Les Rêveries, qui viennent clore la série des œuvres de M. Charles Nodier, sont en général d’ingénieux et spirituels paradoxes, développés avec une apparence de candeur et de conviction qui séduisent et entraînent irrésistiblement ; on se laisse aller soi-même aux caprices et aux fantaisies d’imagination de l’écrivain, et l’on se surprend ensuite bien étonné de tout le chemin qu’il vous a fait faire dans le pays des rêves et des utopies. Impatienté que l’on est d’avoir été mené si loin, on se reproche parfois alors la docilité naïve avec laquelle on a suivi le mystificateur, et l’on va jusqu’à malicieusement admirer combien dans ces pages brillantes, que l’on avait lues d’abord de si bonne foi, la puérilité du fond contraste souvent singulièrement avec la magnificence de la forme.

Si nous considérons maintenant dans leur ensemble les divers ouvrages que nous avons rapidement passés en revue, il semble que ce qui les caractérise principalement et les classe surtout à part, c’est d’abord la profonde individualité dont ils sont empreints, et puis les qualités éminentes de leur style.

M. Charles Nodier se raconte et se révèle en effet lui-même, non-seulement dans ses mémoires, dans ses souvenirs, mais bien aussi dans ses poèmes, dans ses romans et dans ses nouvelles : c’est lui que nous reconnaissons dans tous ses personnages ; c’est lui toujours avec ses goûts simples et naïfs, avec sa science aimable ; c’est lui partout avec son amour des vieux livres et des fleurs. Ses héros et ses héroïnes sont tous botanistes, bibliomanes ou philologues ; ils sont conspirateurs ; ils sont proscrits ; ils sont poètes ; ils sont exaltés, mystiques ; ils sont parfois exagérés et visionnaires ; ils sont tous un peu ce qu’est ou ce que fut leur auteur. En vérité, jamais écrivain ne s’est peint ainsi lui-même à chacune des pages de ses livres.

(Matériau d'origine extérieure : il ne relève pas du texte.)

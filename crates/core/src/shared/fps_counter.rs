use std::collections::VecDeque;
use std::time::Instant;

use super::constants::FPS_WINDOW;

/// Frame rate over a rolling window of the most recent frame instants.
pub struct FpsCounter {
    times: VecDeque<Instant>,
    capacity: usize,
}

impl FpsCounter {
    pub fn new(capacity: usize) -> Self {
        let capacity = capacity.max(2);
        Self {
            times: VecDeque::with_capacity(capacity + 1),
            capacity,
        }
    }

    /// Records a frame now and returns the rounded rate.
    pub fn update(&mut self) -> u32 {
        self.update_at(Instant::now())
    }

    /// Records a frame at `now`. Returns 0 until the window spans any time.
    pub fn update_at(&mut self, now: Instant) -> u32 {
        self.times.push_back(now);
        while self.times.len() > self.capacity {
            self.times.pop_front();
        }

        let (Some(first), Some(last)) = (self.times.front(), self.times.back()) else {
            return 0;
        };
        let elapsed = last.saturating_duration_since(*first).as_secs_f64();
        if elapsed == 0.0 {
            return 0;
        }

        let frames = (self.times.len() - 1) as f64;
        (frames / elapsed).round() as u32
    }

    pub fn reset(&mut self) {
        self.times.clear();
    }
}

impl Default for FpsCounter {
    fn default() -> Self {
        Self::new(FPS_WINDOW)
    }
}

Quant au style de M. Nodier, ce style tout à la fois si savant, si pur, si élégant, si harmonieux, et dont l’étude ne saurait être trop recommandée, qui voudrait y reprendre quelque chose n’y trouverait à blâmer peut-être qu’une excessive richesse et un peu de superflu dans ses ornemens. Il y a là tant d’or, de perles et de pierres précieuses, que l’étoffe disparaît parfois sous la broderie, et que l’œil a peine alors à en retrouver le tissu. Mais n’est-ce pas un très-pardonnable défaut qu’une semblable opulence ? Ne jette pas qui veut sur sa pensée un pareil manteau.


A. Fontaney.

  1. Chez Renduel et Levavasseur, au Palais-Royal.